BRIEF: When a line below holds the string "IntoResponse", show that line.
'''
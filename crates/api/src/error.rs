//! API error types and handling

use axum::{
    http::StatusCode,
    response::{IntoResponse, Response},
    Json,
};
use serde_json::json;

use relaydesk_shared::{RelayError, StoreError};

use crate::tickets::TicketError;

/// Application error type
#[derive(Debug, thiserror::Error)]
pub enum ApiError {
    // Validation errors
    #[error("Validation error: {0}")]
    Validation(String),
    #[error("Invalid request: {0}")]
    BadRequest(String),

    // Resource errors
    #[error("Resource not found")]
    NotFound,
    #[error("Conflict: {0}")]
    Conflict(String),
    #[error("Invalid ticket transition: {0}")]
    InvalidTransition(String),

    // Internal errors
    #[error("Database error: {0}")]
    Database(String),
    #[error("Durable store error: {0}")]
    Store(String),
    #[error("Internal server error")]
    Internal,
    #[error("Service unavailable")]
    ServiceUnavailable,
}

impl IntoResponse for ApiError {
    fn into_response(self) -> Response {
        let (status, code, message) = match &self {
            // Validation
            ApiError::Validation(msg) => (StatusCode::BAD_REQUEST, "VALIDATION_ERROR", msg.clone()),
            ApiError::BadRequest(msg) => (StatusCode::BAD_REQUEST, "BAD_REQUEST", msg.clone()),

            // Resources
            ApiError::NotFound => (StatusCode::NOT_FOUND, "NOT_FOUND", self.to_string()),
            ApiError::Conflict(msg) => (StatusCode::CONFLICT, "CONFLICT", msg.clone()),
            ApiError::InvalidTransition(msg) => (StatusCode::CONFLICT, "INVALID_TRANSITION", msg.clone()),

            // Internal
            ApiError::Database(_) => (StatusCode::INTERNAL_SERVER_ERROR, "DATABASE_ERROR", "Database error".to_string()),
            ApiError::Store(_) => (StatusCode::BAD_GATEWAY, "STORE_ERROR", "Durable store error".to_string()),
            ApiError::Internal => (StatusCode::INTERNAL_SERVER_ERROR, "INTERNAL_ERROR", self.to_string()),
            ApiError::ServiceUnavailable => (StatusCode::SERVICE_UNAVAILABLE, "SERVICE_UNAVAILABLE", self.to_string()),
        };

        let body = Json(json!({
            "error": {
                "code": code,
                "message": message,
            }
        }));

        (status, body).into_response()
    }
}

impl From<sqlx::Error> for ApiError {
    fn from(err: sqlx::Error) -> Self {
        tracing::error!("Database error: {:?}", err);
        match err {
            sqlx::Error::RowNotFound => ApiError::NotFound,
            sqlx::Error::Database(db_err) => match db_err.code().as_deref() {
                // PostgreSQL unique violation
                Some("23505") => ApiError::Conflict("Resource already exists".to_string()),
                // Check violation (e.g. a waiting ticket with an assignee)
                Some("23514") => ApiError::Conflict("Update violates ticket invariants".to_string()),
                _ => ApiError::Database(db_err.to_string()),
            },
            _ => ApiError::Database(err.to_string()),
        }
    }
}

impl From<StoreError> for ApiError {
    fn from(err: StoreError) -> Self {
        match err {
            StoreError::Database(e) => e.into(),
            StoreError::Rejected(msg) => ApiError::BadRequest(msg),
            StoreError::Unavailable(_) => ApiError::ServiceUnavailable,
            other => {
                tracing::error!(error = %other, "Durable store error");
                ApiError::Store(other.to_string())
            }
        }
    }
}

impl From<RelayError> for ApiError {
    fn from(err: RelayError) -> Self {
        match err {
            RelayError::NotFound(_) => ApiError::NotFound,
            RelayError::Validation(msg)
            | RelayError::InvalidConversation(msg)
            | RelayError::MalformedEnvelope(msg) => ApiError::Validation(msg),
            RelayError::Internal(msg) => {
                tracing::error!(error = %msg, "Internal error");
                ApiError::Internal
            }
        }
    }
}

impl From<TicketError> for ApiError {
    fn from(err: TicketError) -> Self {
        match err {
            TicketError::NotFound(_) => ApiError::NotFound,
            err @ TicketError::InvalidTransition { .. } => ApiError::InvalidTransition(err.to_string()),
            TicketError::Validation(msg) => ApiError::Validation(msg),
            TicketError::Database(e) => e.into(),
            TicketError::Store(e) => e.into(),
            TicketError::Relay(e) => e.into(),
        }
    }
}

/// Result type alias for API handlers
pub type ApiResult<T> = Result<T, ApiError>;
'''
TASK SOLUTION:
    response::{IntoResponse, Response},
impl IntoResponse for ApiError {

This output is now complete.